• **Records**:
BEGIN

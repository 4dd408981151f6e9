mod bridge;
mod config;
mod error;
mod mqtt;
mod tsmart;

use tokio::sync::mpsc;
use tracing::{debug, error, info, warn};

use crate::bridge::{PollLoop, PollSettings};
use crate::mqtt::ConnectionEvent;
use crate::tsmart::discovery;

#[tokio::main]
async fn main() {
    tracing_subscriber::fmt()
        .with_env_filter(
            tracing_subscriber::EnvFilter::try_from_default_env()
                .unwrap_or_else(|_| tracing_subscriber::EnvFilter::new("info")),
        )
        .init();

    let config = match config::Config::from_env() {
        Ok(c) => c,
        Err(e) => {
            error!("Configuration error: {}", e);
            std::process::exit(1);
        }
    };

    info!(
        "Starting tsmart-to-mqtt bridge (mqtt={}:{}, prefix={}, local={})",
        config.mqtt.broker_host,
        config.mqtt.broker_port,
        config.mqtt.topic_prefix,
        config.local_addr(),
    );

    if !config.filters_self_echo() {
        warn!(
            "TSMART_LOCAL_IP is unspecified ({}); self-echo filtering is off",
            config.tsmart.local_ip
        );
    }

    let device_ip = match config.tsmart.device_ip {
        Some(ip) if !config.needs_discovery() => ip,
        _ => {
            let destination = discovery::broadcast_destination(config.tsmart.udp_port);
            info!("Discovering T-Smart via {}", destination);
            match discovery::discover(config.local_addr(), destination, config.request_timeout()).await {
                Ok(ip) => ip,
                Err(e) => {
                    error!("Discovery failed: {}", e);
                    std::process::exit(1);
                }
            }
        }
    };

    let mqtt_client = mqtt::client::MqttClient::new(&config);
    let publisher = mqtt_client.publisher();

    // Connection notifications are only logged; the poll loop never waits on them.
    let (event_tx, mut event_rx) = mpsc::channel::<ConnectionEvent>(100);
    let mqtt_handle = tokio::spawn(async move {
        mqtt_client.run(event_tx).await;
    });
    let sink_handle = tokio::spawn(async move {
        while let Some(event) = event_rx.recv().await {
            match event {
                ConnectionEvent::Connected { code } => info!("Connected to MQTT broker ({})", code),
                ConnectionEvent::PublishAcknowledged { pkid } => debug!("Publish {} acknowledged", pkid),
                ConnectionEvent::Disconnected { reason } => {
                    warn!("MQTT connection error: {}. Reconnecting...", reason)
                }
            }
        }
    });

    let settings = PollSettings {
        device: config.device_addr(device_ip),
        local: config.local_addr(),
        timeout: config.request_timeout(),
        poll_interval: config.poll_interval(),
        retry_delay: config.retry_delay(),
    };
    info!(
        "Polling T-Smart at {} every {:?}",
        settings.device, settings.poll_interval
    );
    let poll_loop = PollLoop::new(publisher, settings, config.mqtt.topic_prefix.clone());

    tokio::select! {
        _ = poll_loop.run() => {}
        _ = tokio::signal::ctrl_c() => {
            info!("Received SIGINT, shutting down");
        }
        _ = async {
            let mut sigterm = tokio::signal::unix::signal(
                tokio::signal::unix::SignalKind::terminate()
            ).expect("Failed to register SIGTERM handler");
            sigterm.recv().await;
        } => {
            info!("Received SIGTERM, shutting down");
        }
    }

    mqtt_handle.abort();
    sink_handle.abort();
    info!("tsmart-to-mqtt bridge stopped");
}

END
BEGIN

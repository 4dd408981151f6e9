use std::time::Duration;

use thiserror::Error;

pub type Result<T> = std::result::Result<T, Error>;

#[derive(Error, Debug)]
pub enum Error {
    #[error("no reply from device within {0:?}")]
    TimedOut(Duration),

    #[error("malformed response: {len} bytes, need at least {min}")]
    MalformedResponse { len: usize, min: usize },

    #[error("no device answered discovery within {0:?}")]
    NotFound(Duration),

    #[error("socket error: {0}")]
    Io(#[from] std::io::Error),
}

END

• **Task details**: When a line contains the string "PollSettings", copy it from the records.

• **Finished task**:
use crate::bridge::{PollLoop, PollSettings};
    let settings = PollSettings {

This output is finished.